On June 5, 2016, UNICEF released a report on the growing number of unaccompanied refugee and migrant children who have been arriving in Europe since 2015. The report, Danger Every Step of the Way, exposes the risks — including detention, rape, forced labour, beatings, and death — faced by children who rely on smugglers to embark on perilous land and sea journeys destined for Europe. The report emerged amid escalating uproar surrounding the increasing vulnerability of migrant and refugee women and children to the exploitation of traffickers.
A survey conducted by the International Organization of Migration (IOM) between December 2015 and March 2016 recorded that 1 in 10 migrant and refugee respondents answered positively to an indicator of the “presence of human trafficking” and other “exploitative practices” along the Eastern Mediterranean migration route. In light of this information, the IOM has asked European governments to be more diligent about monitoring human trafficking.
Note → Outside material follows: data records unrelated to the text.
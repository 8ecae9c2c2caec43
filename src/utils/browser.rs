use anyhow::{Context, Result};

/// Open a URL in the system default browser.
pub fn open_browser(url: &str) -> Result<()> {
    #[cfg(target_os = "windows")]
    {
        // Empty title argument; `start` would otherwise eat a quoted URL.
        std::process::Command::new("cmd")
            .args(["/C", "start", "", url])
            .spawn()
            .context("failed to open browser")?;
    }

    #[cfg(target_os = "macos")]
    {
        std::process::Command::new("open")
            .arg(url)
            .spawn()
            .context("failed to open browser")?;
    }

    #[cfg(target_os = "linux")]
    {
        std::process::Command::new("xdg-open")
            .arg(url)
            .spawn()
            .context("failed to open browser")?;
    }

    Ok(())
}
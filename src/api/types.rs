//! Wire types for the dashboard backend.
//!
//! The backend is loose about number vs. string for snowflake ids and
//! permission bitmasks, so the deserializers here accept both.

use serde::{Deserialize, Deserializer, Serialize};
use serde_json::{Map, Value};

/// Administrator permission bit.
pub const PERM_ADMINISTRATOR: u64 = 0x8;
/// Manage-guild permission bit.
pub const PERM_MANAGE_GUILD: u64 = 0x20;

const CDN: &str = "https://cdn.discordapp.com";

/// The chat platform's default avatar, used for users and guilds alike.
pub const DEFAULT_AVATAR_URL: &str = "https://cdn.discordapp.com/embed/avatars/0.png";

// ---------------------------------------------------------------------------
// Identity
// ---------------------------------------------------------------------------

/// `GET /api/me` response.
#[derive(Debug, Clone, Default, Deserialize)]
pub struct MeResponse {
    #[serde(default)]
    pub authenticated: bool,
    #[serde(default, alias = "discord")]
    pub user: Option<User>,
    #[serde(default)]
    pub guilds: Vec<Guild>,
}

/// The signed-in account.
#[derive(Debug, Clone, PartialEq, Eq, Serialize, Deserialize)]
pub struct User {
    #[serde(deserialize_with = "string_or_number")]
    pub id: String,
    #[serde(alias = "username")]
    pub name: String,
    #[serde(default)]
    pub avatar: Option<String>,
}

impl User {
    /// CDN URL of the user's avatar, if they have one.
    pub fn avatar_url(&self) -> Option<String> {
        self.avatar
            .as_deref()
            .filter(|hash| !hash.is_empty())
            .map(|hash| format!("{CDN}/avatars/{}/{hash}.png", self.id))
    }

    /// Uppercase first letter of the name, `?` for an empty name.
    pub fn initial(&self) -> String {
        self.name
            .chars()
            .next()
            .map(|c| c.to_uppercase().collect())
            .unwrap_or_else(|| "?".to_string())
    }
}

/// A community the user belongs to.
#[derive(Debug, Clone, PartialEq, Eq, Serialize, Deserialize)]
pub struct Guild {
    #[serde(deserialize_with = "string_or_number")]
    pub id: String,
    pub name: String,
    #[serde(default)]
    pub icon: Option<String>,
    #[serde(default, deserialize_with = "permission_bits")]
    pub permissions: u64,
    #[serde(default)]
    pub bot_present: bool,
}

impl Guild {
    /// Whether the user holds administrator or manage-guild here.
    pub fn is_manageable(&self) -> bool {
        is_manageable(self.permissions)
    }

    /// CDN URL of the guild icon, or the default placeholder.
    pub fn icon_url(&self) -> String {
        match self.icon.as_deref().filter(|hash| !hash.is_empty()) {
            Some(hash) => format!("{CDN}/icons/{}/{hash}.png", self.id),
            None => DEFAULT_AVATAR_URL.to_string(),
        }
    }
}

/// A guild is manageable iff the member holds bit 0x8 or 0x20.
pub fn is_manageable(permissions: u64) -> bool {
    permissions & PERM_ADMINISTRATOR != 0 || permissions & PERM_MANAGE_GUILD != 0
}

// ---------------------------------------------------------------------------
// Stats
// ---------------------------------------------------------------------------

/// `GET /api/dashboard/stats` (or `/api/stats`) response.
#[derive(Debug, Clone, Default, Deserialize)]
pub struct StatsResponse {
    #[serde(default, alias = "total_users")]
    pub users: u64,
    #[serde(default)]
    pub messages: u64,
    #[serde(default, alias = "system_status")]
    pub status: Option<String>,
    #[serde(default)]
    pub bot_servers: Option<u64>,
    #[serde(default)]
    pub leaderboard: Option<Vec<LeaderboardEntry>>,
    #[serde(default)]
    pub error: Option<String>,
}

/// One leaderboard row.
#[derive(Debug, Clone, PartialEq, Eq, Deserialize)]
pub struct LeaderboardEntry {
    #[serde(deserialize_with = "string_or_number")]
    pub id: String,
    #[serde(default)]
    pub level: u64,
    #[serde(default)]
    pub xp: u64,
}

// ---------------------------------------------------------------------------
// Guild resources
// ---------------------------------------------------------------------------

/// A guild role.
#[derive(Debug, Clone, PartialEq, Eq, Serialize, Deserialize)]
pub struct Role {
    #[serde(deserialize_with = "string_or_number")]
    pub id: String,
    pub name: String,
    #[serde(default)]
    pub color: u32,
    #[serde(default)]
    pub managed: bool,
}

/// A guild channel.
#[derive(Debug, Clone, PartialEq, Eq, Deserialize)]
pub struct Channel {
    #[serde(deserialize_with = "string_or_number")]
    pub id: String,
    pub name: String,
    #[serde(rename = "type", default)]
    pub kind: u8,
}

impl Channel {
    /// Text (0) and announcement (5) channels are the ones settings point at.
    pub fn is_text_like(&self) -> bool {
        matches!(self.kind, 0 | 5)
    }
}

/// Raw settings object as stored by the backend.
pub type SettingsMap = Map<String, Value>;

// ---------------------------------------------------------------------------
// Actions and the AI architect
// ---------------------------------------------------------------------------

/// Generic `{status, error?, message?, results?}` envelope.
#[derive(Debug, Clone, Default, Deserialize)]
pub struct ActionResponse {
    #[serde(default)]
    pub status: Option<String>,
    #[serde(default)]
    pub error: Option<String>,
    #[serde(default)]
    pub message: Option<String>,
    #[serde(default)]
    pub results: Vec<String>,
}

impl ActionResponse {
    pub fn is_success(&self) -> bool {
        self.status.as_deref() == Some("success")
    }
}

/// One proposed structural change.
///
/// Steps are passed back to `/ai-execute` as received: keys not modelled
/// here are kept in `extra`, and `color` keeps its original JSON value.
#[derive(Debug, Clone, PartialEq, Eq, Serialize, Deserialize)]
pub struct PlanStep {
    #[serde(default)]
    pub action: String,
    #[serde(default)]
    pub name: String,
    #[serde(rename = "type", default, skip_serializing_if = "Option::is_none")]
    pub kind: Option<String>,
    #[serde(default, skip_serializing_if = "Option::is_none")]
    pub icon: Option<String>,
    #[serde(default, skip_serializing_if = "Option::is_none")]
    pub color: Option<Value>,
    #[serde(default, skip_serializing_if = "Option::is_none")]
    pub category: Option<String>,
    #[serde(flatten)]
    pub extra: Map<String, Value>,
}

impl PlanStep {
    /// Action name without the `create_` prefix, as shown in the review.
    pub fn short_action(&self) -> &str {
        self.action.strip_prefix("create_").unwrap_or(&self.action)
    }

    /// Colour as `#rrggbb`. Strings are taken as-is; integers are read as
    /// a packed RGB value.
    pub fn color_hex(&self) -> Option<String> {
        match self.color.as_ref()? {
            Value::String(s) if !s.is_empty() => Some(s.clone()),
            Value::Number(n) => n
                .as_u64()
                .filter(|rgb| *rgb <= 0xFF_FFFF)
                .map(|rgb| format!("#{rgb:06x}")),
            _ => None,
        }
    }
}

/// `POST /ai-plan` response.
#[derive(Debug, Clone, Default, Deserialize)]
pub struct PlanResponse {
    #[serde(default)]
    pub status: Option<String>,
    #[serde(default)]
    pub error: Option<String>,
    #[serde(default)]
    pub plan: Vec<PlanStep>,
}

impl PlanResponse {
    pub fn is_success(&self) -> bool {
        self.status.as_deref() == Some("success")
    }
}

/// `POST /ai-suggest` response.
#[derive(Debug, Clone, Default, Deserialize)]
pub struct SuggestResponse {
    #[serde(default)]
    pub status: Option<String>,
    #[serde(default)]
    pub error: Option<String>,
    #[serde(default)]
    pub suggestions: Option<AiSuggestions>,
}

impl SuggestResponse {
    pub fn is_success(&self) -> bool {
        self.status.as_deref() == Some("success")
    }
}

/// Settings-key → id mappings proposed by the backend's auditor.
#[derive(Debug, Clone, Default, Deserialize)]
pub struct AiSuggestions {
    #[serde(default)]
    pub mappings: Map<String, Value>,
    #[serde(default)]
    pub role_color_suggestions: Vec<ColorSuggestion>,
    #[serde(default)]
    pub reasoning: Option<String>,
}

/// A proposed role colour.
#[derive(Debug, Clone, PartialEq, Eq, Serialize, Deserialize)]
pub struct ColorSuggestion {
    #[serde(deserialize_with = "string_or_number")]
    pub id: String,
    pub suggested_color: String,
}

/// `GET /api/invite-url` response.
#[derive(Debug, Clone, Deserialize)]
pub struct InviteResponse {
    pub url: String,
}

// ---------------------------------------------------------------------------
// Lenient deserializers
// ---------------------------------------------------------------------------

#[derive(Deserialize)]
#[serde(untagged)]
enum StringOrNumber {
    String(String),
    Unsigned(u64),
    Signed(i64),
}

fn string_or_number<'de, D>(deserializer: D) -> Result<String, D::Error>
where
    D: Deserializer<'de>,
{
    Ok(match StringOrNumber::deserialize(deserializer)? {
        StringOrNumber::String(s) => s,
        StringOrNumber::Unsigned(n) => n.to_string(),
        StringOrNumber::Signed(n) => n.to_string(),
    })
}

fn permission_bits<'de, D>(deserializer: D) -> Result<u64, D::Error>
where
    D: Deserializer<'de>,
{
    match StringOrNumber::deserialize(deserializer)? {
        StringOrNumber::String(s) => s.trim().parse().map_err(serde::de::Error::custom),
        StringOrNumber::Unsigned(n) => Ok(n),
        StringOrNumber::Signed(n) => u64::try_from(n).map_err(serde::de::Error::custom),
    }
}

// ---------------------------------------------------------------------------
// Tests
// ---------------------------------------------------------------------------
States often use trafficking to generate emotional and political support for the war on clandestine migration. They rely on deeply scripted racial and gendered binaries to determine whether or not migrants are worthy of the victim label. Women and children — who are generally portrayed as vulnerable and innocent — fit the bill, whereas men are more likely to be categorized as “economic migrants.” This investment in innocence not only excludes and marginalizes those who do not meet the “perfect victim” criteria, but also frames “smugglers” as the guilty party.
In the current panic surrounding refugee children and women, it is not uncommon for mainstream media and politicians to use the terms “smuggler” and “trafficker” interchangeably, arguably to the detriment of migrants and refugees. Conflating the legal categories of smuggling and trafficking not only calls for a transnational crime response to what should be treated as a human rights issue, but also detracts from an analysis that would make the connection between the increasing instances of human smuggling and the insufficiency and violence of EU border policies.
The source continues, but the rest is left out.